You write, "Try to end meetings on a positive note." That can be a challenge when discussing climate change, water pollution, overcrowded landfills, escalating asthma rates and pesticide-ridden food?

LC: They are big and scary, especially when you look at them all at once on a global scale. But when you begin in your own community, they become more manageable, though still challenging... Cultivating not taking it all personally should be part of the practice, otherwise, we'll just suffer endlessly and lose faith in the work and the process of bringing about positive change.

It also comes back to relationships -- in order to get a group of people to dedicate their time and energy to these really difficult problems, you have to have a really positive attitude, one of "we're here to solve it." Having this mindset is incredibly important as you engage with like-minded others to build sustainability into the fabric of your local community, where you have more control.
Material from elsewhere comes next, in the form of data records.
use clap::{Args, Subcommand, ValueEnum};

use crate::cli::subcommands::{PendingCommands, ProgressCommands, TeamsCommands};

/// Top-level command tree.
#[derive(Clone, Debug, Subcommand)]
pub enum Commands {
    /// List groups with their ungraded counts.
    Groups,
    /// List the tasks of a group with graded/ungraded counts.
    Tasks(GroupArgs),
    /// Latest artifact of every student task in a group.
    Inventory(InventoryArgs),
    /// Copy the latest submissions of a task into its grading workspace.
    Sync(SyncArgs),
    /// Team file of a group.
    Teams {
        #[command(subcommand)]
        action: TeamsCommands,
    },
    /// Review progress of a grading workspace.
    Progress {
        #[command(subcommand)]
        action: ProgressCommands,
    },
    /// Walk the pending items of a grading workspace one by one.
    Review(ReviewArgs),
    /// Return graded feedback of one task to the students.
    Distribute(DistributeArgs),
    /// Return graded feedback of every task of a group.
    DistributeAll(GroupArgs),
    /// Work queues for the external grader and transcriber.
    Pending {
        #[command(subcommand)]
        action: PendingCommands,
    },
    /// Print the JSON Schema of a persisted file.
    Schema(SchemaArgs),
}

#[derive(Clone, Debug, Args)]
pub struct GroupArgs {
    /// Group folder name (including " - Submitted files").
    pub group: String,
}

/// A task inside a group.
#[derive(Clone, Debug, Args)]
pub struct TaskTarget {
    /// Group folder name (including " - Submitted files").
    pub group: String,
    /// Task folder name, as it appears under each student.
    pub task: String,
}

#[derive(Clone, Debug, Args)]
pub struct InventoryArgs {
    /// Group folder name.
    pub group: String,
    /// Only this task (case-insensitive).
    #[arg(long)]
    pub task: Option<String>,
}

#[derive(Clone, Debug, Args)]
pub struct SyncArgs {
    #[command(flatten)]
    pub target: TaskTarget,
    /// Grading mode: individual, equipos (alias: teams). Defaults to config.
    #[arg(long)]
    pub mode: Option<String>,
}

#[derive(Clone, Debug, Args)]
pub struct ReviewArgs {
    #[command(flatten)]
    pub target: TaskTarget,
    /// Grading mode: individual, equipos (alias: teams). Defaults to the
    /// team file, then config.
    #[arg(long)]
    pub mode: Option<String>,
    /// Do not open artifacts in the system viewer.
    #[arg(long)]
    pub no_open: bool,
}

#[derive(Clone, Debug, Args)]
pub struct DistributeArgs {
    #[command(flatten)]
    pub target: TaskTarget,
    /// Grading mode: individual, equipos (alias: teams). Defaults to the
    /// team file.
    #[arg(long)]
    pub mode: Option<String>,
}

#[derive(Clone, Copy, Debug, Eq, PartialEq, ValueEnum)]
pub enum SchemaType {
    TeamMapping,
    Progress,
    Manifest,
}

#[derive(Clone, Debug, Args)]
pub struct SchemaArgs {
    /// Which persisted file.
    pub type_name: SchemaType,
}
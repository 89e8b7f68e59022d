mod app_context;
mod config_warnings;

pub use app_context::{AppContext, Roots};
pub use config_warnings::warn_unconfigured;
use clap::{Args, Subcommand};

use crate::cli::root_commands::TaskTarget;

/// Review progress commands.
#[derive(Clone, Debug, Subcommand)]
pub enum ProgressCommands {
    /// Completed and pending counts of a workspace.
    Status(ProgressStatusArgs),
    /// Forget recorded progress of a workspace.
    Reset(TaskTarget),
}

#[derive(Clone, Debug, Args)]
pub struct ProgressStatusArgs {
    #[command(flatten)]
    pub target: TaskTarget,
    /// Grading mode used to discover items. Defaults to the team file.
    #[arg(long)]
    pub mode: Option<String>,
}
//! Schedule generation orchestration.
//!
//! Drives the day-by-day, position-by-position simulation: plans rest days
//! once per position, filters planned workers through the labour-limit
//! tracker, balances survivors across shifts, records entries, accumulates
//! coverage gaps, and finally audits every employee's totals. Days are
//! processed in strict increasing order because each day's decisions depend
//! on the previous day's tracker state; positions are independent of each
//! other and processed sequentially in configuration order.

use std::collections::BTreeMap;

use chrono::{Datelike, NaiveDate, Utc};
use tracing::{debug, info, warn};

use crate::calendar::{days_in_month, CalendarProvider};
use crate::config::FirmSettings;
use crate::error::{RosterError, RosterResult};
use crate::models::{CoverageGap, Employee, EmployeeSchedule, MonthSchedule, ScheduleEntry};

use super::compliance::audit_employee_schedule;
use super::rest_days::{plan_rest_days, RestPlan, RestPlanContext};
use super::shift_balance::{assign_shifts, BalancerState};
use super::shift_hours::overtime_hours;
use super::validate::validate_inputs;
use super::work_limits::WorkLimits;

/// Generates the month schedule for a firm's roster.
///
/// The single entry point of the engine. Consumes plain in-memory records
/// and returns a fresh, independent [`MonthSchedule`]; no storage is read
/// or written. Employees without an assigned position are excluded from
/// the run.
///
/// Once inputs pass validation there is no failure path: understaffing is
/// recorded as [`CoverageGap`]s and labour-rule violations as per-employee
/// compliance issues, and a complete schedule is always returned. Apart
/// from the `generated_at` timestamp, the result is fully determined by
/// the inputs.
///
/// # Errors
///
/// Fails fast, before any entry is produced, on structurally invalid
/// input: see [`validate_inputs`](super::validate_inputs), plus
/// [`RosterError::InvalidDate`] for an out-of-range month and
/// [`RosterError::CalendarMonthNotFound`] when the calendar provider has
/// no data for the month.
pub fn generate_schedule(
    settings: &FirmSettings,
    employees: &[Employee],
    month: u32,
    year: i32,
    calendar: &impl CalendarProvider,
) -> RosterResult<MonthSchedule> {
    validate_inputs(settings, employees)?;
    let total_days = days_in_month(month, year)?;
    let month_calendar = calendar.month_calendar(month, year)?;

    info!(
        month,
        year,
        employees = employees.len(),
        positions = settings.positions.len(),
        "generating month schedule"
    );

    // Arena of scheduled employees with a stable index, computed once.
    let roster: Vec<&Employee> = employees.iter().filter(|e| e.position_id.is_some()).collect();
    let mut schedules: Vec<EmployeeSchedule> = roster
        .iter()
        .map(|e| EmployeeSchedule::new(e.id.clone()))
        .collect();
    let mut limits: Vec<WorkLimits> = vec![WorkLimits::new(); roster.len()];

    // Members per position, in stable id order.
    let position_members: Vec<Vec<usize>> = settings
        .positions
        .iter()
        .map(|position| {
            let mut members: Vec<usize> = (0..roster.len())
                .filter(|&i| roster[i].position_id.as_deref() == Some(position.id.as_str()))
                .collect();
            members.sort_by(|&a, &b| roster[a].id.cmp(&roster[b].id));
            members
        })
        .collect();

    // Rest-day plans, one per position, ahead of the day loop.
    let plans: Vec<RestPlan> = settings
        .positions
        .iter()
        .zip(&position_members)
        .map(|(position, members)| {
            let assigned: Vec<&Employee> = members.iter().map(|&i| roster[i]).collect();
            plan_rest_days(&RestPlanContext {
                position,
                employees: &assigned,
                days_in_month: total_days,
                target_work_days: month_calendar.working_days,
                holidays: &month_calendar.holidays,
                works_on_holidays: settings.works_on_holidays,
                shifts: &settings.shifts,
                operating_days: &settings.operating_days,
                month,
                year,
            })
        })
        .collect();

    let mut balancer = BalancerState::new();
    let mut coverage_gaps: Vec<CoverageGap> = Vec::new();

    for day in 1..=total_days {
        let date = NaiveDate::from_ymd_opt(year, month, day)
            .ok_or(RosterError::InvalidDate { month, year })?;
        let weekday = date.weekday().number_from_monday();
        let is_holiday = month_calendar.holidays.contains(&day);

        for (index, position) in settings.positions.iter().enumerate() {
            let members = &position_members[index];

            if is_holiday && !settings.works_on_holidays {
                for &member in members {
                    schedules[member].entries.insert(day, ScheduleEntry::Holiday);
                    limits[member].record_closed_holiday();
                }
                continue;
            }

            if !settings.operating_days.contains(&weekday) {
                for &member in members {
                    schedules[member].entries.insert(day, ScheduleEntry::Rest);
                    schedules[member].total_rest_days += 1;
                    limits[member].record_rest();
                }
                continue;
            }

            // Open day: planner designation first, then the legal veto.
            let mut resting: Vec<usize> = Vec::new();
            let mut working: Vec<usize> = Vec::new();
            for &member in members {
                let employee = roster[member];
                let planned_rest = plans[index].is_rest_day(&employee.id, day);
                let veto = limits[member].forced_rest(day, is_holiday, employee.is_minor);
                if let Some(reason) = veto {
                    if !planned_rest {
                        debug!(day, employee = %employee.id, %reason, "forced rest");
                    }
                }
                if planned_rest || veto.is_some() {
                    resting.push(member);
                } else {
                    working.push(member);
                }
            }

            if (working.len() as u32) < position.min_per_day {
                warn!(
                    day,
                    position = %position.id,
                    required = position.min_per_day,
                    actual = working.len(),
                    "coverage gap"
                );
                coverage_gaps.push(CoverageGap {
                    day,
                    position_id: position.id.clone(),
                    position_name: position.name.clone(),
                    required: position.min_per_day,
                    actual: working.len() as u32,
                });
            }

            let workers: Vec<&Employee> = working.iter().map(|&i| roster[i]).collect();
            let assignments: BTreeMap<String, String> =
                assign_shifts(&workers, &settings.shifts, day, balancer.offset(&position.id));
            balancer.advance(&position.id);

            for &member in &resting {
                schedules[member].entries.insert(day, ScheduleEntry::Rest);
                schedules[member].total_rest_days += 1;
                limits[member].record_rest();
            }

            for &member in &working {
                let employee = roster[member];
                let contract = employee.contract_hours.as_decimal();
                let assigned = assignments
                    .get(&employee.id)
                    .and_then(|id| settings.shifts.iter().find(|s| &s.id == id));

                let (shift_id, worked, extended) = match assigned {
                    Some(shift) => (Some(shift.id.clone()), shift.worked_hours(), shift.is_extended()),
                    None => (None, contract, false),
                };
                let overtime = overtime_hours(worked, contract);

                schedules[member].entries.insert(
                    day,
                    ScheduleEntry::Work {
                        shift_id,
                        worked_hours: worked,
                        contract_hours: contract,
                        overtime_hours: overtime,
                    },
                );
                schedules[member].total_hours += worked;
                schedules[member].total_work_days += 1;
                limits[member].record_work(day, worked, extended);
            }
        }
    }

    for member in 0..roster.len() {
        audit_employee_schedule(
            &mut schedules[member],
            roster[member],
            &limits[member],
            month_calendar.working_days,
        );
    }

    info!(gaps = coverage_gaps.len(), "month schedule generated");

    Ok(MonthSchedule {
        month,
        year,
        generated_at: Utc::now(),
        employee_schedules: schedules,
        coverage_gaps,
    })
}
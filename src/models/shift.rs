//! Shift model.
//!
//! This module defines the Shift struct for representing reusable shift
//! definitions (time windows with break durations) in the roster system.
//! Worked hours and the extended flag are derived from the time window, not
//! stored.

use chrono::NaiveTime;
use rust_decimal::Decimal;
use serde::{Deserialize, Serialize};

use crate::scheduling::{is_extended_shift, net_shift_hours, shift_hours};

/// A reusable shift definition: a time-of-day window plus a break duration.
///
/// Shift windows may wrap past midnight (e.g. 22:00–06:00). Shifts are part
/// of the firm configuration and immutable during a generation run.
///
/// # Example
///
/// ```
/// use roster_engine::models::Shift;
/// use chrono::NaiveTime;
/// use rust_decimal::Decimal;
///
/// let shift = Shift {
///     id: "shift_day".to_string(),
///     name: "Day".to_string(),
///     abbreviation: "D".to_string(),
///     start_time: NaiveTime::from_hms_opt(9, 0, 0).unwrap(),
///     end_time: NaiveTime::from_hms_opt(17, 30, 0).unwrap(),
///     break_minutes: 30,
/// };
/// assert_eq!(shift.worked_hours(), Decimal::new(80, 1)); // 8.0
/// assert!(!shift.is_extended());
/// ```
#[derive(Debug, Clone, PartialEq, Eq, Serialize, Deserialize)]
pub struct Shift {
    /// Unique identifier for the shift.
    pub id: String,
    /// The human-readable name of the shift.
    pub name: String,
    /// A short display abbreviation (e.g. "M" for morning).
    pub abbreviation: String,
    /// The time of day the shift starts.
    pub start_time: NaiveTime,
    /// The time of day the shift ends (may be before `start_time` for
    /// overnight shifts).
    pub end_time: NaiveTime,
    /// Unpaid break duration in minutes, subtracted from worked hours.
    #[serde(default)]
    pub break_minutes: u32,
}

impl Shift {
    /// Returns the raw span of the shift in fractional hours, handling
    /// overnight wraparound.
    pub fn duration_hours(&self) -> Decimal {
        shift_hours(self.start_time, self.end_time)
    }

    /// Returns the worked hours for the shift: the raw span minus the break.
    pub fn worked_hours(&self) -> Decimal {
        net_shift_hours(self.start_time, self.end_time, self.break_minutes)
    }

    /// Returns true when the raw span is at least 10 hours.
    ///
    /// Extended shifts are subject to stricter consecutive-day and
    /// mandatory-rest rules.
    pub fn is_extended(&self) -> bool {
        is_extended_shift(self.start_time, self.end_time)
    }
}
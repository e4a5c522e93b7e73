//! Configuration types for roster generation.
//!
//! This module contains the strongly-typed configuration structures that
//! are deserialized from YAML configuration files.

use std::collections::{BTreeMap, BTreeSet};

use serde::Deserialize;

use crate::calendar::MonthCalendar;
use crate::models::{Position, Shift};

/// Firm-level settings consumed by the generator.
///
/// Bundles the position and shift catalogues with the firm's holiday
/// policy and operating weekdays. Immutable for the duration of a
/// generation run.
#[derive(Debug, Clone, Deserialize)]
pub struct FirmSettings {
    /// The firm's staffed positions.
    pub positions: Vec<Position>,
    /// The firm's shift catalogue, shared across positions.
    pub shifts: Vec<Shift>,
    /// Whether the firm opens on declared holidays.
    #[serde(default)]
    pub works_on_holidays: bool,
    /// Operating weekdays as Monday-based numbers (1 = Monday .. 7 =
    /// Sunday). Defaults to Monday through Friday.
    #[serde(default = "default_operating_days")]
    pub operating_days: BTreeSet<u32>,
}

/// Returns the default operating weekdays: Monday through Friday.
pub fn default_operating_days() -> BTreeSet<u32> {
    BTreeSet::from([1, 2, 3, 4, 5])
}

/// One year of official calendar data, as stored in a calendar file.
#[derive(Debug, Clone, Deserialize)]
pub struct CalendarYearConfig {
    /// The calendar year the records belong to.
    pub year: i32,
    /// Per-month records keyed by month number (1..=12).
    pub months: BTreeMap<u32, MonthCalendar>,
}
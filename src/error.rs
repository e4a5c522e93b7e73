//! Error types for the roster generation engine.
//!
//! This module provides strongly-typed errors using the `thiserror` crate
//! for all error conditions that can occur before or during roster
//! generation. Once inputs pass validation, generation itself has no error
//! path: understaffing and labour-rule violations are reported in the
//! result, not raised as errors.

use thiserror::Error;

/// The main error type for the roster generation engine.
///
/// All fallible operations in the engine return this error type, making it
/// easy to handle errors consistently throughout the application.
///
/// # Example
///
/// ```
/// use roster_engine::error::RosterError;
///
/// let error = RosterError::ConfigNotFound {
///     path: "/missing/firm.yaml".to_string(),
/// };
/// assert_eq!(error.to_string(), "Configuration file not found: /missing/firm.yaml");
/// ```
#[derive(Debug, Error)]
pub enum RosterError {
    /// Configuration file was not found at the specified path.
    #[error("Configuration file not found: {path}")]
    ConfigNotFound {
        /// The path that was not found.
        path: String,
    },

    /// Configuration file could not be parsed.
    #[error("Failed to parse configuration file '{path}': {message}")]
    ConfigParseError {
        /// The path to the file that failed to parse.
        path: String,
        /// A description of the parse error.
        message: String,
    },

    /// A position definition was invalid or inconsistent.
    #[error("Invalid position '{position_id}': {message}")]
    InvalidPosition {
        /// The ID of the invalid position.
        position_id: String,
        /// A description of what made the position invalid.
        message: String,
    },

    /// A shift definition was invalid or contained inconsistent data.
    #[error("Invalid shift '{shift_id}': {message}")]
    InvalidShift {
        /// The ID of the invalid shift.
        shift_id: String,
        /// A description of what made the shift invalid.
        message: String,
    },

    /// An employee record was invalid or contained inconsistent data.
    #[error("Invalid employee field '{field}': {message}")]
    InvalidEmployee {
        /// The field that was invalid.
        field: String,
        /// A description of what made the field invalid.
        message: String,
    },

    /// A month/year combination outside the supported range was requested.
    #[error("Invalid date: month {month}, year {year}")]
    InvalidDate {
        /// The requested month (expected 1..=12).
        month: u32,
        /// The requested year.
        year: i32,
    },

    /// The calendar provider has no data for the requested month.
    #[error("No calendar data for {month}/{year}")]
    CalendarMonthNotFound {
        /// The requested month.
        month: u32,
        /// The requested year.
        year: i32,
    },
}

/// A type alias for Results that return RosterError.
pub type RosterResult<T> = Result<T, RosterError>;
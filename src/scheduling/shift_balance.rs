//! Shift balancing for a single day and position.
//!
//! Given the employees confirmed to work a position on a day, spreads them
//! across the shift catalogue as evenly as possible. When headcount does
//! not divide evenly, the extra slot rotates to a different shift each
//! processed day, and the employee ordering itself rotates with the
//! day-number, so neither a shift nor an employee is chronically favoured.

use std::collections::BTreeMap;

use crate::models::{Employee, Shift};

/// Per-run rotation state for the balancer, keyed by position.
///
/// Each position carries a day-offset counter that advances once per
/// processed day; it selects which shifts absorb the remainder slots. The
/// state is owned by the generator and passed explicitly.
#[derive(Debug, Clone, Default)]
pub struct BalancerState {
    offsets: BTreeMap<String, usize>,
}

impl BalancerState {
    /// Creates a fresh state with all counters at zero.
    pub fn new() -> Self {
        Self::default()
    }

    /// Returns the current day offset for a position.
    pub fn offset(&self, position_id: &str) -> usize {
        self.offsets.get(position_id).copied().unwrap_or(0)
    }

    /// Advances the day offset for a position by one.
    pub fn advance(&mut self, position_id: &str) {
        *self.offsets.entry(position_id.to_string()).or_insert(0) += 1;
    }
}

/// Assigns each working employee to exactly one shift.
///
/// With `n` employees and `s` shifts, every shift receives
/// `base = n / s` employees; the `n % s` remainder slots go to the shifts
/// at index `(i + day_offset) % s`. Employees are taken in stable id order,
/// cyclically rotated by `(day - 1) % n`, and paired positionally with the
/// slot list.
///
/// Returns an employee-id to shift-id mapping; empty when there are no
/// shifts or no employees (the caller then falls back to contract-hours
/// accounting).
///
/// # Example
///
/// ```
/// use roster_engine::models::{ContractHours, Employee, Shift};
/// use roster_engine::scheduling::assign_shifts;
/// use chrono::NaiveTime;
///
/// let shifts = vec![
///     Shift {
///         id: "shift_am".to_string(),
///         name: "Morning".to_string(),
///         abbreviation: "M".to_string(),
///         start_time: NaiveTime::from_hms_opt(6, 0, 0).unwrap(),
///         end_time: NaiveTime::from_hms_opt(14, 0, 0).unwrap(),
///         break_minutes: 0,
///     },
///     Shift {
///         id: "shift_pm".to_string(),
///         name: "Afternoon".to_string(),
///         abbreviation: "A".to_string(),
///         start_time: NaiveTime::from_hms_opt(14, 0, 0).unwrap(),
///         end_time: NaiveTime::from_hms_opt(22, 0, 0).unwrap(),
///         break_minutes: 0,
///     },
/// ];
/// let employees: Vec<Employee> = (1..=2)
///     .map(|i| Employee {
///         id: format!("emp_{i:03}"),
///         name: format!("Employee {i}"),
///         position_id: Some("pos_reception".to_string()),
///         contract_hours: ContractHours::Eight,
///         is_minor: false,
///         birth_date: None,
///     })
///     .collect();
/// let workers: Vec<&Employee> = employees.iter().collect();
///
/// let assignments = assign_shifts(&workers, &shifts, 1, 0);
/// assert_eq!(assignments.len(), 2);
/// ```
pub fn assign_shifts(
    workers: &[&Employee],
    shifts: &[Shift],
    day: u32,
    day_offset: usize,
) -> BTreeMap<String, String> {
    if workers.is_empty() || shifts.is_empty() {
        return BTreeMap::new();
    }

    let n = workers.len();
    let s = shifts.len();
    let base = n / s;
    let remainder = n % s;

    let mut slots: Vec<&Shift> = Vec::with_capacity(n);
    for shift in shifts {
        for _ in 0..base {
            slots.push(shift);
        }
    }
    for i in 0..remainder {
        slots.push(&shifts[(i + day_offset) % s]);
    }

    let mut ordered: Vec<&Employee> = workers.to_vec();
    ordered.sort_by(|a, b| a.id.cmp(&b.id));
    let rotation = ((day - 1) as usize) % n;
    ordered.rotate_left(rotation);

    ordered
        .iter()
        .zip(slots)
        .map(|(employee, shift)| (employee.id.clone(), shift.id.clone()))
        .collect()
}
You also have to trust that your local efforts are part of a greater whole that you can't necessarily see in every moment, and that all efforts made, no matter how small or large, make a difference and are needed to create the thriving sustainable world in which we want to live.

Explain your collaboration with county supervisors and city council members. How much caffeiene does it take to stay awake during the meetings... ?

PHH: Elected officials serve under the great challenge of meeting the needs of their whole community, so sometimes it can be especially helpful for them to have the support of advocacy groups.

Locally, we are fortunate to have had some really effective leaders amongst our elected officials, people like Hal Brown and Charles McGlashan who have taken on and championed projects like Marin Clean Energy and the Plastic Bag Ban brought to them by advocacy groups. Sometimes they provide support from their staff, or a city council member will direct staff to take time to work with advocates to develop a really progressive green building ordinance for their community, etc.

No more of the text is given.